■ **PROBLEM DETAILS**:
Within the entries below, find each line containing the word "question" and copy it.

^^^^

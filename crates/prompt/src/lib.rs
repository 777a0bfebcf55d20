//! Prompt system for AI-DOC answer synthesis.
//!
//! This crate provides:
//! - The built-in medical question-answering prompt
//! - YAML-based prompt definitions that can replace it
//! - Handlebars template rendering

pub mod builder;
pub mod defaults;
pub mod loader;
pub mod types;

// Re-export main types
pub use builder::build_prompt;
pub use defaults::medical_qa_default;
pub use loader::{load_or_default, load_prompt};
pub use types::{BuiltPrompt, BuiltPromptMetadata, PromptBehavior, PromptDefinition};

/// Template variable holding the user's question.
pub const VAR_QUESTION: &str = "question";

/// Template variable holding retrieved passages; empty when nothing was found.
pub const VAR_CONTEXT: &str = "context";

^^^^

■ **FINAL ANSWER**:
//! - The built-in medical question-answering prompt
/// Template variable holding the user's question.
pub const VAR_QUESTION: &str = "question";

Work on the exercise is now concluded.